Soal penjelasan bagaimana Allah di atas arasy ini masalah furu’ (cabang). Sebab perbedaan hanya pada penjabaran padahal hakikatnya sama. Perbedaan ini tidak mengeluarkan seseorang dari iman dan Islam.
Kenapa hakikatnya sama? Karena kedua pendapat sepakat bahwa Allah tidak sama dengan makhluk. Walaupun Ibnu Taimiyah mengatakan Allah di atas arasy/langit tapi beliau tidak mengatakan bahwa keadaan itu adalah hakikat.
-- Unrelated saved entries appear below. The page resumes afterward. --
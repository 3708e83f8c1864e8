//! External integrations module.
//!
//! Provides clients for:
//! - WPPConnect Server (WhatsApp Web automation)

pub mod wppconnect;

pub use wppconnect::WppConnectClient;
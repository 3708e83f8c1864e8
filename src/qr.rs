//! Pairing QR code delivery.
//!
//! The session provider hands every QR code it produces to a [`QrSink`].
//! Sinks never fail the caller: a bad payload or an unwritable file is logged
//! and skipped.

use std::path::PathBuf;

use base64::engine::general_purpose::STANDARD;
use base64::Engine;
use once_cell::sync::Lazy;
use regex::Regex;
use tracing::{info, warn};

use crate::error::{Error, Result};

static DATA_URI: Lazy<Regex> = Lazy::new(|| {
    Regex::new(r"^data:([A-Za-z+/-]+);base64,(.+)$").expect("valid data URI pattern")
});

/// A pairing QR code as produced by the provider.
#[derive(Debug, Clone, PartialEq, Eq)]
pub struct QrCode {
    /// `data:<mime>;base64,<payload>` image URI.
    pub base64_image: String,
    /// Terminal rendering for headless hosts.
    pub ascii: String,
}

/// Receiver of pairing QR codes.
pub trait QrSink: Send + Sync {
    fn on_qr(&self, qr: &QrCode);
}

/// Decoded `data:` URI.
#[derive(Debug, PartialEq, Eq)]
pub struct DataUri {
    pub mime: String,
    pub bytes: Vec<u8>,
}

/// Decode a `data:<mime>;base64,<payload>` URI.
pub fn decode_data_uri(uri: &str) -> Result<DataUri> {
    let caps = DATA_URI
        .captures(uri.trim())
        .ok_or_else(|| Error::QrDecode("not a base64 data URI".to_string()))?;
    let bytes = STANDARD.decode(&caps[2])?;
    Ok(DataUri {
        mime: caps[1].to_string(),
        bytes,
    })
}

/// Render QR content as text blocks for the log.
pub fn render_ascii(content: &str) -> Result<String> {
    let code = qrcode::QrCode::new(content.as_bytes())
        .map_err(|e| Error::QrDecode(format!("cannot encode QR content: {}", e)))?;
    Ok(code
        .render::<char>()
        .quiet_zone(false)
        .module_dimensions(2, 1)
        .build())
}

/// Writes the ASCII rendering to the operational log.
#[derive(Debug, Default, Clone)]
pub struct LogQrSink;

impl QrSink for LogQrSink {
    fn on_qr(&self, qr: &QrCode) {
        info!("Scan this QR code with WhatsApp:\n{}", qr.ascii);
    }
}

/// Decodes the image and writes it to a fixed path for the dashboard.
#[derive(Debug, Clone)]
pub struct FileQrSink {
    path: PathBuf,
}

impl FileQrSink {
    pub fn new(path: impl Into<PathBuf>) -> Self {
        Self { path: path.into() }
    }

    /// Write the decoded image, returning its MIME type.
    fn write(&self, qr: &QrCode) -> Result<String> {
        let image = decode_data_uri(&qr.base64_image)?;
        if let Some(parent) = self.path.parent() {
            if !parent.as_os_str().is_empty() {
                std::fs::create_dir_all(parent)?;
            }
        }
        std::fs::write(&self.path, image.bytes)?;
        Ok(image.mime)
    }
}

impl QrSink for FileQrSink {
    fn on_qr(&self, qr: &QrCode) {
        match self.write(qr) {
            Ok(mime) => info!(path = %self.path.display(), %mime, "QR code saved"),
            Err(Error::QrDecode(reason)) => {
                warn!(reason = %reason, "Skipping QR image, payload is not a data URI")
            }
            Err(e) => warn!(path = %self.path.display(), error = %e, "Failed to save QR code"),
        }
    }
}

/// Fans one QR code out to several sinks, in order.
#[derive(Default)]
pub struct CompositeQrSink {
    sinks: Vec<Box<dyn QrSink>>,
}

impl CompositeQrSink {
    pub fn new() -> Self {
        Self::default()
    }

    pub fn with(mut self, sink: impl QrSink + 'static) -> Self {
        self.sinks.push(Box::new(sink));
        self
    }
}

impl QrSink for CompositeQrSink {
    fn on_qr(&self, qr: &QrCode) {
        for sink in &self.sinks {
            sink.on_qr(qr);
        }
    }
}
Hanya karena Allah mengatakan seperti itu maka kita imani. Kita tidak boleh bertanya bagaimana cara duduk Allah, cara bersemayam Allah, menempel atau tidak, dan segala pertanyaan yang terbersit di dalam otak kita sebagai makhluk. Karena Allah tidak sama dengan segala gambaran yang ada di dalam otak manusia. Kita hanya mengimani sebagaimana firman Allah dan setelah itu titik. Bagaimananya (kaifiyah) hanya Allah yang tahu yang jelas berbeda dengan makhluk.
Sedangkan Asya’irah dengan alasan yang sama (Allah tidak serupa dengan makhluk) menjelaskan ayat tersebut dengan makna lain dari zahir ayat namun masih sesuai dengan maknanya secara bahasa. Dalam bahasa ada makna secara hakikat dan ada secara majaz. Makna secara hakikat jelas tertolak, dan kedua pendapat pun menolaknya. Maka tidak ada cara lain selain memakai makna majaz.
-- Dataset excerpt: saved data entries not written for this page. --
//! Application context shared by the bootstrapper and the HTTP handler.

use std::fmt;
use std::sync::{Arc, PoisonError, RwLock as StdRwLock};

use chrono::{DateTime, Utc};
use tokio::sync::{Mutex, RwLock};

use crate::config::Config;
use crate::error::{Error, Result};
use crate::relay::{Destination, GroupMatcher};
use crate::session::MessagingSession;

/// Lifecycle of the WhatsApp session as reported by `/health`.
#[derive(Debug, Clone, PartialEq, Eq)]
pub enum Readiness {
    Starting,
    AwaitingScan,
    Ready,
    Failed(String),
}

impl Readiness {
    pub fn as_str(&self) -> &'static str {
        match self {
            Readiness::Starting => "starting",
            Readiness::AwaitingScan => "awaiting_scan",
            Readiness::Ready => "ready",
            Readiness::Failed(_) => "failed",
        }
    }

    pub fn error(&self) -> Option<&str> {
        match self {
            Readiness::Failed(reason) => Some(reason),
            _ => None,
        }
    }
}

impl fmt::Display for Readiness {
    fn fmt(&self, f: &mut fmt::Formatter<'_>) -> fmt::Result {
        f.write_str(self.as_str())
    }
}

#[derive(Default)]
struct SessionState {
    session: Option<Arc<dyn MessagingSession>>,
    target_group: Option<String>,
}

pub struct AppContext {
    state: RwLock<SessionState>,
    readiness: StdRwLock<Readiness>,
    /// Destinations found by the fallback scan. The mutex serializes scans.
    pub(crate) discovered: Mutex<Option<Vec<Destination>>>,
    matcher: GroupMatcher,
    backup_group_id: String,
    started_at: DateTime<Utc>,
}

impl AppContext {
    pub fn new(matcher: GroupMatcher, backup_group_id: impl Into<String>) -> Self {
        Self {
            state: RwLock::new(SessionState::default()),
            readiness: StdRwLock::new(Readiness::Starting),
            discovered: Mutex::new(None),
            matcher,
            backup_group_id: backup_group_id.into(),
            started_at: Utc::now(),
        }
    }

    pub fn from_config(config: &Config) -> Self {
        Self::new(
            GroupMatcher::new(config.group_keywords.clone()),
            config.backup_group_id.clone(),
        )
    }

    /// Context with a session already established.
    pub fn with_session(self, session: Arc<dyn MessagingSession>) -> Self {
        Self {
            state: RwLock::new(SessionState {
                session: Some(session),
                target_group: None,
            }),
            readiness: StdRwLock::new(Readiness::Ready),
            ..self
        }
    }

    pub async fn session(&self) -> Option<Arc<dyn MessagingSession>> {
        self.state.read().await.session.clone()
    }

    /// The established session, or `Error::NotReady`.
    pub async fn require_session(&self) -> Result<Arc<dyn MessagingSession>> {
        self.session().await.ok_or(Error::NotReady)
    }

    pub async fn set_session(&self, session: Arc<dyn MessagingSession>) {
        self.state.write().await.session = Some(session);
        self.set_readiness(Readiness::Ready);
    }

    pub async fn target_group(&self) -> Option<String> {
        self.state.read().await.target_group.clone()
    }

    pub async fn set_target_group(&self, id: impl Into<String>) {
        self.state.write().await.target_group = Some(id.into());
    }

    pub fn readiness(&self) -> Readiness {
        self.readiness
            .read()
            .unwrap_or_else(PoisonError::into_inner)
            .clone()
    }

    pub fn set_readiness(&self, readiness: Readiness) {
        *self
            .readiness
            .write()
            .unwrap_or_else(PoisonError::into_inner) = readiness;
    }

    pub fn matcher(&self) -> &GroupMatcher {
        &self.matcher
    }

    pub fn backup_group_id(&self) -> &str {
        &self.backup_group_id
    }

    pub fn started_at(&self) -> DateTime<Utc> {
        self.started_at
    }

    pub fn uptime_secs(&self) -> u64 {
        (Utc::now() - self.started_at).num_seconds().max(0) as u64
    }
}

#[cfg(test)]
mod tests {
    use super::*;
    use crate::config::BACKUP_GROUP_ID;

    fn context() -> AppContext {
        AppContext::from_config(&Config::defaults())
    }

    #[tokio::test]
    async fn new_context_has_no_session() {
        let ctx = context();
        assert!(ctx.session().await.is_none());
        assert!(matches!(ctx.require_session().await, Err(Error::NotReady)));
        assert_eq!(ctx.readiness(), Readiness::Starting);
        assert_eq!(ctx.backup_group_id(), BACKUP_GROUP_ID);
    }

    #[tokio::test]
    async fn target_group_is_recorded() {
        let ctx = context();
        assert!(ctx.target_group().await.is_none());
        ctx.set_target_group("1@g.us").await;
        assert_eq!(ctx.target_group().await.as_deref(), Some("1@g.us"));
    }

    #[test]
    fn readiness_reports_failure_reason() {
        let ctx = context();
        ctx.set_readiness(Readiness::Failed("browser crashed".into()));

        let readiness = ctx.readiness();
        assert_eq!(readiness.as_str(), "failed");
        assert_eq!(readiness.error(), Some("browser crashed"));
    }

    #[test]
    fn readiness_labels() {
        assert_eq!(Readiness::Starting.to_string(), "starting");
        assert_eq!(Readiness::AwaitingScan.to_string(), "awaiting_scan");
        assert_eq!(Readiness::Ready.to_string(), "ready");
        assert!(Readiness::Ready.error().is_none());
    }
}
Dengan begitu kedua pendapat mempunyai maksud yang sama, yaitu mensucikan Allah dari segala penyerupaan dengan makhluk. Hanya saja mereka berbeda dalam menjelaskannya. Maka tidak ada tajsim (menggambarkan Allah sebagai jism) dalam pendapat Ibnu Taimiyah dan tidak ada pula ta’til (meniadakan sifat Allah) dalam pendapat Asya’irah.
Sebagai seorang muslim, yang wajib kita imani adalah bahwa segala apa yang ada di langit dan di bumi adalah ciptaan Allah, di bawah kekuasaan Allah, ada karena diadakan oleh Allah, tidak ada yang menyerupai Allah dalam segala sifat dan kesempurnaan-Nya, dan Allah akan meminta pertanggungjawaban kita atas segala perkataan dan amal perbauatan kita.
Bagaimanapun cerdasnya akal manusia ia tidak akan mampu menjelaskan Dzat yang menciptakannya. Tapi akal manusia mampu mencapai betapa besar keagungan dan kekuasaan Allah, karena untuk itulah akal manusia diciptakan. Kemudian manusia hanya mampu berharap ridha Allah atas semua amal perbuatannya selama hidup di dunia dan berharap selalu mendapat hidayah dalam segala gerak dan langkahnya.